The annual Colonial Williamsburg Antiques Forum took place this weekend.
Photo: Colonial Williamsburg

Thomas Jayne on Americana, Comfort, and the Colonial Williamsburg Antiques Forum

The celebrated interior designer talks to Galerie about the annual event, which he calls “a yoga retreat for decorative arts lovers”

For more than 70 years, Americana enthusiasts have flocked to Virginia for the Colonial Williamsburg Antiques Forum, an annual event that attracts curators, conservators, collectors, scholars, and material culture aficionados from across the U.S. and England.

It’s an event that renowned interior designer Thomas Jayne calls a universal favorite for decorative arts enthusiasts. “You spend five days attending presentations and lectures in Colonial Williamsburg with people who find American design as interesting as you do,” says Jayne, who likens the gathering to a yoga retreat. “In the age of the Internet, people crave a tangible experience.
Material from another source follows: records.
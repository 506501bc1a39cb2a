//! Push-to-talk control input
//!
//! A control input delivers press/release events for one bound key. The
//! activation controller only sees [`ControlEvent`]s; where they come from
//! (global hotkeys, a UI button, a test) is behind [`ControlInput`].

use std::sync::Arc;
use std::sync::atomic::{AtomicBool, Ordering};
use std::time::Duration;

use crossbeam_channel::RecvTimeoutError;
use global_hotkey::hotkey::{Code, HotKey, Modifiers};
use global_hotkey::{GlobalHotKeyEvent, GlobalHotKeyManager, HotKeyState};
use tokio::sync::mpsc;
use tracing::{debug, warn};

use crate::config::PttMode;
use crate::error::VoiceError;

// =============================================================================
// Constants
// =============================================================================

/// How long the hotkey thread waits for an event before checking for unbind
const HOTKEY_POLL_INTERVAL_MS: u64 = 10;

// =============================================================================
// PTT State
// =============================================================================

/// Current state of push-to-talk
#[derive(Debug, Clone, Copy, PartialEq, Eq, Default)]
pub enum PttState {
    /// Not transmitting
    #[default]
    Idle,
    /// Key held (hold mode) or toggled on (toggle mode)
    Transmitting,
}

/// Turns raw press/release events into PTT state changes
#[derive(Debug, Clone, Default)]
pub struct PttLatch {
    mode: PttMode,
    active: bool,
}

impl PttLatch {
    pub fn new(mode: PttMode) -> Self {
        Self {
            mode,
            active: false,
        }
    }

    pub fn mode(&self) -> PttMode {
        self.mode
    }

    /// Change the mode; the latch is released
    pub fn set_mode(&mut self, mode: PttMode) {
        self.mode = mode;
        self.active = false;
    }

    pub fn is_active(&self) -> bool {
        self.active
    }

    /// Force the latch to a state (e.g. an explicit start/stop request)
    pub fn force(&mut self, active: bool) {
        self.active = active;
    }

    /// Handle a key press
    ///
    /// # Returns
    /// * `Some(PttState)` - State changed, caller should act on it
    /// * `None` - No state change
    pub fn handle_press(&mut self) -> Option<PttState> {
        match self.mode {
            PttMode::Hold => {
                if self.active {
                    return None;
                }
                self.active = true;
                Some(PttState::Transmitting)
            }
            PttMode::Toggle => {
                self.active = !self.active;
                Some(if self.active {
                    PttState::Transmitting
                } else {
                    PttState::Idle
                })
            }
        }
    }

    /// Handle a key release; toggle mode ignores releases
    pub fn handle_release(&mut self) -> Option<PttState> {
        match self.mode {
            PttMode::Hold if self.active => {
                self.active = false;
                Some(PttState::Idle)
            }
            _ => None,
        }
    }
}

// =============================================================================
// Control Input
// =============================================================================

/// Raw event from a bound control
#[derive(Debug, Clone, Copy, PartialEq, Eq)]
pub enum ControlEvent {
    Pressed,
    Released,
}

type Unbind = Box<dyn FnOnce() + Send>;

/// A live key binding
///
/// Events arrive on the receiver returned by [`ControlBinding::take_events`].
/// Dropping the binding unbinds the key.
pub struct ControlBinding {
    events: Option<mpsc::UnboundedReceiver<ControlEvent>>,
    unbind: Option<Unbind>,
}

impl ControlBinding {
    pub fn new(
        events: mpsc::UnboundedReceiver<ControlEvent>,
        unbind: impl FnOnce() + Send + 'static,
    ) -> Self {
        Self {
            events: Some(events),
            unbind: Some(Box::new(unbind)),
        }
    }

    /// Take the event receiver; `None` if it was already taken
    pub fn take_events(&mut self) -> Option<mpsc::UnboundedReceiver<ControlEvent>> {
        self.events.take()
    }

    pub fn is_bound(&self) -> bool {
        self.unbind.is_some()
    }

    /// Release the key; later calls do nothing
    pub fn unbind(&mut self) {
        if let Some(unbind) = self.unbind.take() {
            unbind();
        }
    }
}

impl Drop for ControlBinding {
    fn drop(&mut self) {
        self.unbind();
    }
}

/// Source of push-to-talk events
pub trait ControlInput: Send + Sync {
    /// Bind `key` (see [`parse_key_code`] for accepted names)
    fn bind(&self, key: &str) -> Result<ControlBinding, VoiceError>;
}

// =============================================================================
// Global Hotkeys
// =============================================================================

/// Push-to-talk through a system-wide hotkey
///
/// Each binding runs its own thread owning a `GlobalHotKeyManager`. The
/// hotkey event receiver is process-wide, so only one binding should be live
/// at a time.
#[derive(Debug, Default, Clone, Copy)]
pub struct HotkeyControlInput;

impl ControlInput for HotkeyControlInput {
    fn bind(&self, key: &str) -> Result<ControlBinding, VoiceError> {
        let code = parse_key_code(key).map_err(VoiceError::Config)?;
        let hotkey = HotKey::new(Some(Modifiers::empty()), code);

        let (event_tx, event_rx) = mpsc::unbounded_channel();
        let (ready_tx, ready_rx) = crossbeam_channel::bounded(1);
        let stop = Arc::new(AtomicBool::new(false));
        let thread_stop = stop.clone();

        std::thread::Builder::new()
            .name("ptt-hotkey".to_string())
            .spawn(move || run_hotkey_thread(hotkey, event_tx, ready_tx, thread_stop))
            .map_err(|e| VoiceError::Device(format!("failed to spawn hotkey thread: {}", e)))?;

        ready_rx
            .recv()
            .map_err(|_| VoiceError::Device("hotkey thread exited during setup".into()))??;

        debug!(key, "push-to-talk hotkey bound");
        Ok(ControlBinding::new(event_rx, move || {
            stop.store(true, Ordering::SeqCst);
        }))
    }
}

fn run_hotkey_thread(
    hotkey: HotKey,
    events: mpsc::UnboundedSender<ControlEvent>,
    ready: crossbeam_channel::Sender<Result<(), VoiceError>>,
    stop: Arc<AtomicBool>,
) {
    let manager = match GlobalHotKeyManager::new() {
        Ok(manager) => manager,
        Err(e) => {
            let _ = ready.send(Err(VoiceError::Device(format!(
                "failed to initialize hotkey manager: {}",
                e
            ))));
            return;
        }
    };
    if let Err(e) = manager.register(hotkey) {
        let _ = ready.send(Err(VoiceError::Device(format!(
            "failed to register hotkey: {}",
            e
        ))));
        return;
    }
    let _ = ready.send(Ok(()));

    let receiver = GlobalHotKeyEvent::receiver();
    let poll = Duration::from_millis(HOTKEY_POLL_INTERVAL_MS);
    while !stop.load(Ordering::SeqCst) && !events.is_closed() {
        match receiver.recv_timeout(poll) {
            Ok(event) if event.id() == hotkey.id() => {
                let control = match event.state() {
                    HotKeyState::Pressed => ControlEvent::Pressed,
                    HotKeyState::Released => ControlEvent::Released,
                };
                if events.send(control).is_err() {
                    break;
                }
            }
            Ok(_) | Err(RecvTimeoutError::Timeout) => {}
            Err(RecvTimeoutError::Disconnected) => {
                warn!("global hotkey event channel closed");
                break;
            }
        }
    }

    let _ = manager.unregister(hotkey);
    debug!("push-to-talk hotkey unbound");
}

// =============================================================================
// Key Code Parsing
// =============================================================================

/// Accepted spellings per key; the first one is used for display
const KEY_NAMES: &[(&[&str], Code)] = &[
    (&["`", "backquote", "grave"], Code::Backquote),
    (&["-", "minus"], Code::Minus),
    (&["=", "equal"], Code::Equal),
    (&["[", "bracketleft"], Code::BracketLeft),
    (&["]", "bracketright"], Code::BracketRight),
    (&["\\", "backslash"], Code::Backslash),
    (&[";", "semicolon"], Code::Semicolon),
    (&["'", "quote"], Code::Quote),
    (&[",", "comma"], Code::Comma),
    (&[".", "period"], Code::Period),
    (&["/", "slash"], Code::Slash),
    (&["f1"], Code::F1),
    (&["f2"], Code::F2),
    (&["f3"], Code::F3),
    (&["f4"], Code::F4),
    (&["f5"], Code::F5),
    (&["f6"], Code::F6),
    (&["f7"], Code::F7),
    (&["f8"], Code::F8),
    (&["f9"], Code::F9),
    (&["f10"], Code::F10),
    (&["f11"], Code::F11),
    (&["f12"], Code::F12),
    (&["0", "digit0"], Code::Digit0),
    (&["1", "digit1"], Code::Digit1),
    (&["2", "digit2"], Code::Digit2),
    (&["3", "digit3"], Code::Digit3),
    (&["4", "digit4"], Code::Digit4),
    (&["5", "digit5"], Code::Digit5),
    (&["6", "digit6"], Code::Digit6),
    (&["7", "digit7"], Code::Digit7),
    (&["8", "digit8"], Code::Digit8),
    (&["9", "digit9"], Code::Digit9),
    (&["a", "keya"], Code::KeyA),
    (&["b", "keyb"], Code::KeyB),
    (&["c", "keyc"], Code::KeyC),
    (&["d", "keyd"], Code::KeyD),
    (&["e", "keye"], Code::KeyE),
    (&["f", "keyf"], Code::KeyF),
    (&["g", "keyg"], Code::KeyG),
    (&["h", "keyh"], Code::KeyH),
    (&["i", "keyi"], Code::KeyI),
    (&["j", "keyj"], Code::KeyJ),
    (&["k", "keyk"], Code::KeyK),
    (&["l", "keyl"], Code::KeyL),
    (&["m", "keym"], Code::KeyM),
    (&["n", "keyn"], Code::KeyN),
    (&["o", "keyo"], Code::KeyO),
    (&["p", "keyp"], Code::KeyP),
    (&["q", "keyq"], Code::KeyQ),
    (&["r", "keyr"], Code::KeyR),
    (&["s", "keys"], Code::KeyS),
    (&["t", "keyt"], Code::KeyT),
    (&["u", "keyu"], Code::KeyU),
    (&["v", "keyv"], Code::KeyV),
    (&["w", "keyw"], Code::KeyW),
    (&["x", "keyx"], Code::KeyX),
    (&["y", "keyy"], Code::KeyY),
    (&["z", "keyz"], Code::KeyZ),
    (&["space"], Code::Space),
    (&["enter", "return"], Code::Enter),
    (&["tab"], Code::Tab),
    (&["escape", "esc"], Code::Escape),
    (&["backspace"], Code::Backspace),
    (&["delete"], Code::Delete),
    (&["insert"], Code::Insert),
    (&["home"], Code::Home),
    (&["end"], Code::End),
    (&["pageup"], Code::PageUp),
    (&["pagedown"], Code::PageDown),
    (&["up", "arrowup"], Code::ArrowUp),
    (&["down", "arrowdown"], Code::ArrowDown),
    (&["left", "arrowleft"], Code::ArrowLeft),
    (&["right", "arrowright"], Code::ArrowRight),
    (&["numpad0"], Code::Numpad0),
    (&["numpad1"], Code::Numpad1),
    (&["numpad2"], Code::Numpad2),
    (&["numpad3"], Code::Numpad3),
    (&["numpad4"], Code::Numpad4),
    (&["numpad5"], Code::Numpad5),
    (&["numpad6"], Code::Numpad6),
    (&["numpad7"], Code::Numpad7),
    (&["numpad8"], Code::Numpad8),
    (&["numpad9"], Code::Numpad9),
    (&["numpadadd"], Code::NumpadAdd),
    (&["numpadsubtract"], Code::NumpadSubtract),
    (&["numpadmultiply"], Code::NumpadMultiply),
    (&["numpaddivide"], Code::NumpadDivide),
    (&["numpaddecimal"], Code::NumpadDecimal),
    (&["numpadenter"], Code::NumpadEnter),
];

/// Parse a key name (e.g. "`", "F1", "Space", "KeyA"), case-insensitively
pub fn parse_key_code(key: &str) -> Result<Code, String> {
    let lower = key.to_lowercase();
    KEY_NAMES
        .iter()
        .find(|(names, _)| names.contains(&lower.as_str()))
        .map(|(_, code)| *code)
        .ok_or_else(|| format!("Unknown key code: {}", key))
}

/// Canonical name of a bindable key, `None` for keys that can't be bound
pub fn key_name(code: Code) -> Option<&'static str> {
    KEY_NAMES
        .iter()
        .find(|(_, c)| *c == code)
        .and_then(|(names, _)| names.first().copied())
}

// =============================================================================
// Tests
// =============================================================================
It’s great to be around people and talk about these things in the real world, because so much of what we love about antiques can only be seen in person.”

Thomas Jayne. Photo: Courtesy of the designer

The 71st edition of the forum, which wraps up today, included a presentation from Metropolitan Museum of Art curator Beth Carver Wees called “Jewelry for America,” while scholar Sumpter Priddy discussed regional Baroque furniture, and social historian Amanda Vickery of the University of London presented “The Rise of the West End: London, the Season and Shopping.”

For the forum’s closing keynote, Jayne and Thomas Savage, the director of external affairs at the Winterthur Museum, Garden & Library, will discuss the relevance of antiques and tradition in modern design, tackling the forum’s theme, “Hidden Treasures: New Findings and Rediscoveries,” and Jayne’s latest release, Classical Principles for Modern Design.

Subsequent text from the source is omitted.